По словам Франческо Филельфо, Халил был сын серба и матери-гречанки. Попав в плен еще ребенком, он был обращен в мусульманскую веру и воспитан с тем, чтобы служить Оттоманской империи. Благодаря его политике разумной умеренности, однако весьма решительной, когда требовалось действие, империя успешно прошла сквозь все кризисы в течение царствования Мурада II. Но алчность к наживе была его существенным недостатком, и в связи с его постоянной примирительной политикой по отношению к грекам и сербскому двору, возбудила подозрение, что он подкуплен греками и богатым, старым Вук-оглу, как называли турки деспота Георгия. Неугомонная, воинственная партия не любила Халила за его умеренность и терпение, а простой народ мстил ему за его терпимость и скаредность прозвищем гяур-иолдаш или гяур-ортаг, что означает товарищ или приятель неверных. Этот старый друг греков был поражен, услыхав о цели греческого посольства. Посол вероятно полагал, что ему будет легче обеспечить успех своей миссии, если он намекнет, что в случае отказа, греческое правительство перестанет ограничивать действия Орхана-эфенди. Оказалось, что именно этот намек возбудил негодование престарелого великого визиря.

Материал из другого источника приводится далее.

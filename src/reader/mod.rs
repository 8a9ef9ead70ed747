// (c) Copyright 2025 Mikołaj Kuranowski
// SPDX-License-Identifier: MIT

use std::collections::HashMap;
use std::fs::File;
use std::io;
use std::path::Path;

use crate::priority::RouteNetwork;
use crate::way::Way;

mod xml;

/// Format of the input OSM file.
#[derive(Debug, Clone, Copy, PartialEq, Eq)]
pub enum FileFormat {
    /// Guess the format from the file extension. Only meaningful for
    /// [read_from_file]; the IO and buffer entry points fall back to
    /// plain XML.
    Unknown,

    /// Uncompressed [OSM XML](https://wiki.openstreetmap.org/wiki/OSM_XML)
    Xml,

    /// [OSM XML](https://wiki.openstreetmap.org/wiki/OSM_XML)
    /// with [gzip](https://en.wikipedia.org/wiki/Gzip) compression
    XmlGz,

    /// [OSM XML](https://wiki.openstreetmap.org/wiki/OSM_XML)
    /// with [bzip2](https://en.wikipedia.org/wiki/Bzip2) compression
    XmlBz2,
}

impl FileFormat {
    fn from_path(path: &Path) -> Self {
        match path.extension().and_then(|e| e.to_str()) {
            Some("gz") => Self::XmlGz,
            Some("bz2") => Self::XmlBz2,
            _ => Self::Xml,
        }
    }
}

/// Error conditions which may occur while extracting features from an OSM file.
///
/// Malformed individual elements are not errors: they are skipped with a
/// warning, and extraction continues.
#[derive(Debug, thiserror::Error)]
pub enum ReadError {
    #[error("i/o: {0}")]
    Io(#[from] io::Error),

    #[error("malformed xml: {0}")]
    Xml(#[from] quick_xml::Error),
}

/// The classification-relevant content of an OSM file: all tagged ways, plus
/// each way's strongest bicycle route-network membership derived from
/// `type=route` relations.
#[derive(Debug, Default, Clone, PartialEq)]
pub struct Extract {
    pub ways: Vec<Way>,
    networks: HashMap<i64, RouteNetwork>,
}

impl Extract {
    /// The route-network membership of a way, if it belongs to any
    /// bicycle route relation.
    pub fn network_of(&self, way_id: i64) -> Option<RouteNetwork> {
        self.networks.get(&way_id).copied()
    }

    fn add_feature(&mut self, f: xml::Feature) {
        match f {
            xml::Feature::Way(w) => self.ways.push(w),
            xml::Feature::Relation(r) => self.add_relation(r),
        }
    }

    fn add_relation(&mut self, relation: xml::Relation) {
        if !relation.tags.get("type").is_some_and(|v| v == "route")
            || !relation.tags.get("route").is_some_and(|v| v == "bicycle")
        {
            return;
        }

        let network = match relation
            .tags
            .get("network")
            .and_then(|v| RouteNetwork::from_network_tag(v))
        {
            Some(network) => network,
            None => {
                log::debug!("ignoring bicycle route relation {} without a known network", relation.id);
                return;
            }
        };

        // Ways on several routes keep the highest-ranked network.
        for way_id in relation.way_members {
            self.networks
                .entry(way_id)
                .and_modify(|n| *n = (*n).max(network))
                .or_insert(network);
        }
    }
}

fn collect_features<I>(features: I) -> Result<Extract, ReadError>
where
    I: Iterator<Item = Result<xml::Feature, quick_xml::Error>>,
{
    let mut extract = Extract::default();
    for feature in features {
        extract.add_feature(feature?);
    }
    log::debug!(
        "extracted {} ways and {} route memberships",
        extract.ways.len(),
        extract.networks.len(),
    );
    Ok(extract)
}

/// Extracts ways and route memberships from a reader with OSM data.
///
/// The provided stream will be automatically wrapped in a buffered reader when needed.
pub fn read_from_io<R: io::Read>(format: FileFormat, reader: R) -> Result<Extract, ReadError> {
    match format {
        FileFormat::Unknown | FileFormat::Xml => {
            let b = io::BufReader::new(reader);
            collect_features(xml::Reader::from_io(b))
        }

        FileFormat::XmlGz => {
            let d = flate2::read::MultiGzDecoder::new(reader);
            let b = io::BufReader::new(d);
            collect_features(xml::Reader::from_io(b))
        }

        FileFormat::XmlBz2 => {
            let d = bzip2::read::MultiBzDecoder::new(reader);
            let b = io::BufReader::new(d);
            collect_features(xml::Reader::from_io(b))
        }
    }
}

/// Extracts ways and route memberships from an OSM file at the provided path.
/// [FileFormat::Unknown] is resolved from the file extension.
pub fn read_from_file<P: AsRef<Path>>(format: FileFormat, path: P) -> Result<Extract, ReadError> {
    let format = match format {
        FileFormat::Unknown => FileFormat::from_path(path.as_ref()),
        other => other,
    };
    let f = File::open(path)?;
    read_from_io(format, f)
}

/// Extracts ways and route memberships from a static buffer with OSM data.
pub fn read_from_buffer(format: FileFormat, data: &[u8]) -> Result<Extract, ReadError> {
    if format == FileFormat::Xml {
        // Fast path is available for in-memory XML data
        collect_features(xml::Reader::from_buffer(data))
    } else {
        // Wrap the buffer in a cursor and use the IO path
        let cursor = io::Cursor::new(data);
        read_from_io(format, cursor)
    }
}
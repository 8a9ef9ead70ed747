use std::error::Error;
use std::path::PathBuf;

use clap::Parser;

use velotype::reader::{self, FileFormat};
use velotype::{classify_and_score, BikeProfile, RoadType, RACING_PROFILE, TOURING_PROFILE};

#[derive(Debug, thiserror::Error)]
#[error("{0}: {1}")]
struct ExtractError(PathBuf, #[source] reader::ReadError);

#[derive(Debug, Clone, Copy, PartialEq, Eq, clap::ValueEnum)]
enum ProfileArg {
    Touring,
    Racing,
}

impl ProfileArg {
    fn profile(self) -> &'static BikeProfile<'static> {
        match self {
            Self::Touring => &TOURING_PROFILE,
            Self::Racing => &RACING_PROFILE,
        }
    }
}

#[derive(Debug, Clone, Copy, PartialEq, Eq, clap::ValueEnum)]
enum FormatArg {
    /// Guess from the file extension
    Auto,
    Xml,
    Gz,
    Bz2,
}

impl FormatArg {
    fn file_format(self) -> FileFormat {
        match self {
            Self::Auto => FileFormat::Unknown,
            Self::Xml => FileFormat::Xml,
            Self::Gz => FileFormat::XmlGz,
            Self::Bz2 => FileFormat::XmlBz2,
        }
    }
}

#[derive(Parser)]
struct Cli {
    /// The path to the OSM file
    osm_file: PathBuf,

    /// Routing profile interpreting the way tags
    #[arg(long, value_enum, default_value = "touring")]
    profile: ProfileArg,

    /// Format of the input file
    #[arg(long, value_enum, default_value = "auto")]
    format: FormatArg,
}

pub fn main() -> Result<(), Box<dyn Error>> {
    colog::init();
    let cli = Cli::parse();

    let profile = cli.profile.profile();
    let extract = reader::read_from_file(cli.format.file_format(), &cli.osm_file)
        .map_err(|e| ExtractError(cli.osm_file.clone(), e))?;

    println!("way\troad_type_fwd\troad_type_bwd\tpriority_fwd\tpriority_bwd");
    for way in &extract.ways {
        let attrs = classify_and_score(profile, way, extract.network_of(way.id));
        println!(
            "{}\t{}\t{}\t{}\t{}",
            way.id,
            road_type_column(attrs.road_type(false)),
            road_type_column(attrs.road_type(true)),
            attrs.priority(false),
            attrs.priority(true),
        );
    }

    log::info!(
        "classified {} ways with the {} profile",
        extract.ways.len(),
        profile.name,
    );
    Ok(())
}

fn road_type_column(road_type: Option<RoadType>) -> String {
    match road_type {
        Some(road_type) => road_type.to_string(),
        None => "-".to_string(),
    }
}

– Глупые греки! воскликнул он, давно уже я узнал ваше двоедушие и вашу хитрость! Пока еще царил Мурад II, вы могли продолжать жить как следует потому, что он был справедлив и добросовестен. Но султан Магомет – совсем иной человек. Если Константинополь избегнет его пылкости и его могущества, это будет значить, что Бог не наказывает вас за ваши проделки и грехи. Дураки! Еще не высохли чернила на документе мира, заключенного между нами, а вы уже приходите сюда с нелепыми угрозами! Но вы ошибаетесь. Мы не глупые неопытные дети, чтоб нас можно было так скоро застращать. Если вы действительно думаете, что можете что-нибудь сделать, так делайте! Если желаете провозгласить Орхана султаном Румынии, то ступайте и провозглашайте. Если хотите призвать венгерские войска из-за Дуная, призывайте их! Если вы желаете вернуть потерянные вами владения, – попробуйте! Будьте уверены, однако, в одном: вы только потеряете то немногое, что осталось в вашей власти!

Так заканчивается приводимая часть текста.